Workload Identity (WI) is a GKE feature that allows Kubernetes pods to authenticate to GCP APIs without manually managing IAM service account credentials.

It's built on top of Workload Identity Pools, which allow federating external identity providers into Cloud IAM. It's the recommended way for customers to integrate their GKE Workloads with other GCP services, since it provides a drop-in experience (the GKE Metadata Server) that maintains compatibility with existing client libraries.

Workload Identity solves the multitenancy and key management problems by giving each Kubernetes service account its own Google identity, and letting each pod automatically pull an access token for this identity using the existing Google client libraries.

GKE Metadata Server

gke-metadata-server: A reimplementation of a subset of the GCE Metadata Server API, without legacy APIs or access to VM metadata. When a pod requests an access token, gke-metadata-server communicates with the CRI to authenticate the request based on the source IP, and then exchanges the Kubernetes token (k8s JWT) for a Google Access Token (Using IAM Security Token Service).

The GKE metadata server is a component of the GKE Workload Identity feature that maps Kubernetes identities to Cloud IAM. It runs as a daemonset on every node in a Workload Identity enabled node pool and implements a metadata API that is compatible with the Compute Engine and App Engine metadata servers, exposing this API to pods on the node.

The GKE metadata server includes a token endpoint that returns a Google access token based on pods' Kubernetes service accounts. It serves endpoints that return static metadata such as the numeric project ID, project ID, cluster name, hostname, GCE instance ID, and zone

To check the status of the gke-metadata-server pod:

$ kubectl get pods -A | grep gke-metadata-server.

If the pod status is Running, it is working properly.

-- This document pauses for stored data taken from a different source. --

// SPDX-License-Identifier: MPL-2.0
//! Application directories.
//!
//! Two directories are used: the config directory holds `settings.toml`, the
//! data directory holds `state.cbor` and is the base for relative turntable
//! subject locations.
//!
//! Each directory resolves, first match wins, from:
//! 1. an explicit override passed to a `_with_override()` function
//! 2. the `--config-dir` / `--data-dir` flags, see [`init_cli_overrides`]
//! 3. `VARIANT_LENS_CONFIG_DIR` / `VARIANT_LENS_DATA_DIR` (ignored when empty)
//! 4. the platform directory from `dirs`, with the application name appended

use std::path::PathBuf;
use std::sync::OnceLock;

const APP_NAME: &str = "VariantLens";

pub const ENV_DATA_DIR: &str = "VARIANT_LENS_DATA_DIR";
pub const ENV_CONFIG_DIR: &str = "VARIANT_LENS_CONFIG_DIR";

static CLI_DATA_DIR: OnceLock<Option<PathBuf>> = OnceLock::new();
static CLI_CONFIG_DIR: OnceLock<Option<PathBuf>> = OnceLock::new();

/// Records the directory flags. Call once, before any path is resolved.
///
/// # Panics
///
/// Panics if called more than once.
pub fn init_cli_overrides(data_dir: Option<String>, config_dir: Option<String>) {
    CLI_DATA_DIR
        .set(data_dir.map(PathBuf::from))
        .expect("CLI data dir override already initialized");
    CLI_CONFIG_DIR
        .set(config_dir.map(PathBuf::from))
        .expect("CLI config dir override already initialized");
}

fn resolve(
    override_path: Option<PathBuf>,
    cli: &OnceLock<Option<PathBuf>>,
    env_var: &str,
    platform: Option<PathBuf>,
) -> Option<PathBuf> {
    override_path
        .or_else(|| cli.get().and_then(Clone::clone))
        .or_else(|| {
            std::env::var(env_var)
                .ok()
                .filter(|value| !value.is_empty())
                .map(PathBuf::from)
        })
        .or_else(|| platform.map(|dir| dir.join(APP_NAME)))
}

/// Directory for `state.cbor` and relative subject locations.
pub fn get_app_data_dir() -> Option<PathBuf> {
    get_app_data_dir_with_override(None)
}

pub fn get_app_data_dir_with_override(override_path: Option<PathBuf>) -> Option<PathBuf> {
    resolve(override_path, &CLI_DATA_DIR, ENV_DATA_DIR, dirs::data_dir())
}

/// Directory for `settings.toml`.
pub fn get_app_config_dir() -> Option<PathBuf> {
    get_app_config_dir_with_override(None)
}

pub fn get_app_config_dir_with_override(override_path: Option<PathBuf>) -> Option<PathBuf> {
    resolve(override_path, &CLI_CONFIG_DIR, ENV_CONFIG_DIR, dirs::config_dir())
}

#[cfg(test)]
mod tests {
    use super::*;
    use std::sync::Mutex;

    // Serializes tests that touch process environment variables.
    static ENV_MUTEX: Mutex<()> = Mutex::new(());

    #[test]
    fn default_dirs_end_with_app_name() {
        let _lock = ENV_MUTEX.lock().unwrap();
        std::env::remove_var(ENV_DATA_DIR);
        std::env::remove_var(ENV_CONFIG_DIR);

        for path in [get_app_data_dir(), get_app_config_dir()].into_iter().flatten() {
            assert!(path.ends_with(APP_NAME), "{} should end with app name", path.display());
            assert!(path.is_absolute());
        }
    }

    #[test]
    fn override_path_takes_precedence() {
        let _lock = ENV_MUTEX.lock().unwrap();
        std::env::set_var(ENV_DATA_DIR, "/env/data");

        let override_path = PathBuf::from("/override/data");
        assert_eq!(
            get_app_data_dir_with_override(Some(override_path.clone())),
            Some(override_path)
        );

        std::env::remove_var(ENV_DATA_DIR);
    }

    #[test]
    fn env_var_overrides_platform_dir() {
        let _lock = ENV_MUTEX.lock().unwrap();
        std::env::set_var(ENV_CONFIG_DIR, "/test/config/dir");

        assert_eq!(get_app_config_dir(), Some(PathBuf::from("/test/config/dir")));

        std::env::remove_var(ENV_CONFIG_DIR);
    }

    #[test]
    fn empty_env_var_is_ignored() {
        let _lock = ENV_MUTEX.lock().unwrap();
        std::env::set_var(ENV_DATA_DIR, "");

        if let Some(path) = get_app_data_dir() {
            assert!(path.ends_with(APP_NAME));
        }

        std::env::remove_var(ENV_DATA_DIR);
    }
}
// SPDX-License-Identifier: MPL-2.0
use std::fmt;

#[derive(Debug, Clone)]
pub enum Error {
    Io(String),
    Config(String),
    Catalog(CatalogError),
}

/// Validation failures raised while reading a variant dataset.
/// Each variant carries enough context to point at the offending record.
#[derive(Debug, Clone, PartialEq)]
pub enum CatalogError {
    /// The dataset could not be parsed as TOML.
    Parse(String),

    /// The dataset parsed but contains no variants.
    Empty,

    /// A metric is outside its documented range.
    MetricOutOfRange {
        variant: String,
        metric: &'static str,
        value: f32,
        max: f32,
    },

    /// A variant has an empty name.
    UnnamedVariant { index: usize },

    /// A base color hex code is not `#RRGGBB`.
    InvalidColor { variant: String, hex: String },

    /// Two variants share a name. `index` points at the later one.
    DuplicateName { variant: String, index: usize },
}

impl CatalogError {
    /// Returns the i18n message key for this error type.
    pub fn i18n_key(&self) -> &'static str {
        match self {
            CatalogError::Parse(_) => "error-catalog-parse",
            CatalogError::Empty => "error-catalog-empty",
            CatalogError::MetricOutOfRange { .. } => "error-catalog-metric",
            CatalogError::UnnamedVariant { .. } => "error-catalog-unnamed",
            CatalogError::InvalidColor { .. } => "error-catalog-color",
            CatalogError::DuplicateName { .. } => "error-catalog-duplicate",
        }
    }
}

impl fmt::Display for CatalogError {
    fn fmt(&self, f: &mut fmt::Formatter<'_>) -> fmt::Result {
        match self {
            CatalogError::Parse(msg) => write!(f, "Invalid catalog file: {}", msg),
            CatalogError::Empty => write!(f, "Catalog contains no variants"),
            CatalogError::MetricOutOfRange {
                variant,
                metric,
                value,
                max,
            } => write!(
                f,
                "Variant '{}' has {} = {} (expected 0..={})",
                variant, metric, value, max
            ),
            CatalogError::UnnamedVariant { index } => {
                write!(f, "Variant #{} has an empty name", index + 1)
            }
            CatalogError::InvalidColor { variant, hex } => {
                write!(f, "Variant '{}' has invalid color '{}'", variant, hex)
            }
            CatalogError::DuplicateName { variant, index } => {
                write!(f, "Variant #{} reuses the name '{}'", index + 1, variant)
            }
        }
    }
}

impl fmt::Display for Error {
    fn fmt(&self, f: &mut fmt::Formatter<'_>) -> fmt::Result {
        match self {
            Error::Io(e) => write!(f, "I/O Error: {}", e),
            Error::Config(e) => write!(f, "Config Error: {}", e),
            Error::Catalog(e) => write!(f, "Catalog Error: {}", e),
        }
    }
}

impl std::error::Error for Error {}

impl From<CatalogError> for Error {
    fn from(err: CatalogError) -> Self {
        Error::Catalog(err)
    }
}

impl From<std::io::Error> for Error {
    fn from(err: std::io::Error) -> Self {
        Error::Io(err.to_string())
    }
}

impl From<toml::de::Error> for Error {
    fn from(err: toml::de::Error) -> Self {
        Error::Config(err.to_string())
    }
}

impl From<toml::ser::Error> for Error {
    fn from(err: toml::ser::Error) -> Self {
        Error::Config(err.to_string())
    }
}

pub type Result<T> = std::result::Result<T, Error>;
// SPDX-License-Identifier: MPL-2.0
//! Image-sequence turntable: frame discovery, playback, scrubbing and
//! magnification.

pub mod drag;
pub mod frame_source;
pub mod magnifier;
pub mod playback;

pub use frame_source::{
    load_sequence, Frame, FrameLocation, FramePixels, FrameSequence, FrameTemplate, LoadError,
    Subject, SubjectRoot,
};
pub use magnifier::{Lens, Magnifier, MagnifierSettings};
pub use playback::{Direction, LoadRequest, Phase, PlaybackSettings, Turntable};
// SPDX-License-Identifier: MPL-2.0
//! User interface: design tokens, styles, widgets and the two components.

pub mod catalog;
pub mod design_tokens;
pub mod notifications;
pub mod styles;
pub mod theming;
pub mod turntable;
pub mod widgets;
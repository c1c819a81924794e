// SPDX-License-Identifier: MPL-2.0
//! Localization with Fluent.
//!
//! Translation bundles (`assets/i18n/*.ftl`) are embedded in the binary. The
//! UI locale is taken from the `--lang` flag, then `[general] language`,
//! then the OS locale, falling back to `en-US`. Unknown keys render as
//! `MISSING: <key>` so gaps are visible during development.

pub mod fluent;

pub use fluent::I18n;
pub use fluent_bundle::FluentArgs;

If it is stuck in ImagePullBackOff, the GSA associated with your NodePool needs permission to pull the container image from your Registry. Give it a role with storage.objects.get permission, such as "Storage Viewer".

All packets bound for the GCE Metadata Server will instead be delivered to the gke-metadata-server daemonset.

Where are the Nodes running?

k8s control plane runs in tenant projects, user cluster nodes run in customer projects.